- [Action item]:
Where does the word "ArtifactMeta" occur in the data below? Copy each line that holds it.

- [Record excerpts]:
....................

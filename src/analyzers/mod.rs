//! Metric analyzers and the machinery that wires them together.
//!
//! Each analyzer walks the read-only [`ArtifactGraph`] once per instance and
//! keeps its results in its own tables; report generators pull them through
//! the [`NodeAware`] and [`ProjectAware`] capabilities.

pub mod caching;
pub mod class_level;
pub mod coderank;
pub mod coupling;
pub mod cyclomatic;
pub mod dependency;
pub mod inheritance;
pub mod loader;
pub mod loc;
pub mod node_count;

use std::cell::RefCell;
use std::fmt;
use std::rc::Rc;

use serde::{Deserialize, Serialize};

use crate::core::artifact::{ArtifactGraph, ArtifactMeta};
use crate::core::errors::Result;
use crate::core::listener::AnalysisContext;
use crate::core::metrics::NodeMetrics;
use crate::io::cache::SharedCacheDriver;

pub use caching::MetricsCache;
pub use loader::{AnalyzerLoader, AnalyzerRegistration};

/// Lifecycle of one analyzer instance
#[derive(Debug, Clone, Copy, PartialEq, Eq, Default, Serialize, Deserialize)]
pub enum AnalysisState {
    #[default]
    Uninitialized,
    Analyzing,
    Analyzed,
}

impl AnalysisState {
    /// Move to `Analyzing`; false when the instance already ran or is running
    pub fn begin(&mut self) -> bool {
        if *self != Self::Uninitialized {
            return false;
        }
        *self = Self::Analyzing;
        true
    }

    pub fn finish(&mut self) {
        *self = Self::Analyzed;
    }
}

/// A metric analyzer.
pub trait Analyzer: fmt::Debug {
    /// Stable identifier used by the loader, report generators and the cache
    fn id(&self) -> &'static str;

    /// Compute metrics for `graph`; calls after the first are no-ops
    fn analyze(&mut self, graph: &ArtifactGraph, context: &mut AnalysisContext) -> Result<()>;

    fn state(&self) -> AnalysisState;

    fn as_node_aware(&self) -> Option<&dyn NodeAware> {
        None
    }

    fn as_project_aware(&self) -> Option<&dyn ProjectAware> {
        None
    }

    fn as_cache_aware(&mut self) -> Option<&mut dyn CacheAware> {
        None
    }
}

/// Exposes per-artifact metrics
pub trait NodeAware {
    /// Metrics for `artifact`; empty when none were computed
    fn node_metrics(&self, artifact: &ArtifactMeta) -> NodeMetrics;
}

/// Exposes project-wide metrics
pub trait ProjectAware {
    fn project_metrics(&self) -> NodeMetrics;
}

/// Accepts the run's shared cache driver
pub trait CacheAware {
    fn set_cache(&mut self, driver: SharedCacheDriver);

    fn cache(&self) -> Option<SharedCacheDriver>;
}

/// Analyzer instance shared between the loader, aggregates and generators
pub type SharedAnalyzer = Rc<RefCell<dyn Analyzer>>;

/// Wrap an analyzer for sharing
pub fn shared(analyzer: impl Analyzer + 'static) -> SharedAnalyzer {
    Rc::new(RefCell::new(analyzer))
}
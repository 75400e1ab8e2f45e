//! Metric containers shared by every analyzer.

use std::collections::BTreeMap;

use indexmap::IndexMap;
use serde::{Deserialize, Serialize};

/// Metric name to value for one artifact
pub type NodeMetrics = BTreeMap<String, f64>;

/// Build a [`NodeMetrics`] map from name/value pairs
pub fn node_metrics<'a>(pairs: impl IntoIterator<Item = (&'a str, f64)>) -> NodeMetrics {
    pairs
        .into_iter()
        .map(|(name, value)| (name.to_string(), value))
        .collect()
}

/// Per-artifact metrics keyed by artifact key, in insertion order.
#[derive(Debug, Clone, Default, PartialEq, Serialize, Deserialize)]
#[serde(transparent)]
pub struct MetricsTable {
    nodes: IndexMap<String, NodeMetrics>,
}

impl MetricsTable {
    pub fn new() -> Self {
        Self::default()
    }

    pub fn get(&self, key: &str) -> Option<&NodeMetrics> {
        self.nodes.get(key)
    }

    pub fn contains(&self, key: &str) -> bool {
        self.nodes.contains_key(key)
    }

    /// Replace the metrics of one artifact
    pub fn insert(&mut self, key: impl Into<String>, metrics: NodeMetrics) {
        self.nodes.insert(key.into(), metrics);
    }

    /// Metrics of one artifact, created empty on first access
    pub fn entry(&mut self, key: &str) -> &mut NodeMetrics {
        self.nodes.entry(key.to_string()).or_default()
    }

    /// Single metric value, if present
    pub fn value(&self, key: &str, metric: &str) -> Option<f64> {
        self.nodes.get(key)?.get(metric).copied()
    }

    pub fn len(&self) -> usize {
        self.nodes.len()
    }

    pub fn is_empty(&self) -> bool {
        self.nodes.is_empty()
    }

    pub fn clear(&mut self) {
        self.nodes.clear();
    }

    pub fn iter(&self) -> impl Iterator<Item = (&String, &NodeMetrics)> {
        self.nodes.iter()
    }
}

/// Project-wide accumulator; additive metrics are summed as nodes are processed.
#[derive(Debug, Clone, Default, PartialEq, Serialize, Deserialize)]
pub struct ProjectMetrics {
    values: BTreeMap<String, f64>,
}

impl ProjectMetrics {
    pub fn new() -> Self {
        Self::default()
    }

    /// Add `amount` to a metric, starting from zero
    pub fn add(&mut self, metric: &str, amount: f64) {
        *self.values.entry(metric.to_string()).or_insert(0.0) += amount;
    }

    pub fn set(&mut self, metric: &str, value: f64) {
        self.values.insert(metric.to_string(), value);
    }

    pub fn get(&self, metric: &str) -> f64 {
        self.values.get(metric).copied().unwrap_or(0.0)
    }

    /// Sum every metric of `node` that is listed in `names`
    pub fn add_node(&mut self, node: &NodeMetrics, names: &[&str]) {
        for name in names {
            if let Some(value) = node.get(*name) {
                self.add(name, *value);
            }
        }
    }

    pub fn clear(&mut self) {
        self.values.clear();
    }

    pub fn to_map(&self) -> NodeMetrics {
        self.values.clone()
    }
}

....................

- [Task solution]:
use crate::core::artifact::{ArtifactGraph, ArtifactMeta};
    fn node_metrics(&self, artifact: &ArtifactMeta) -> NodeMetrics;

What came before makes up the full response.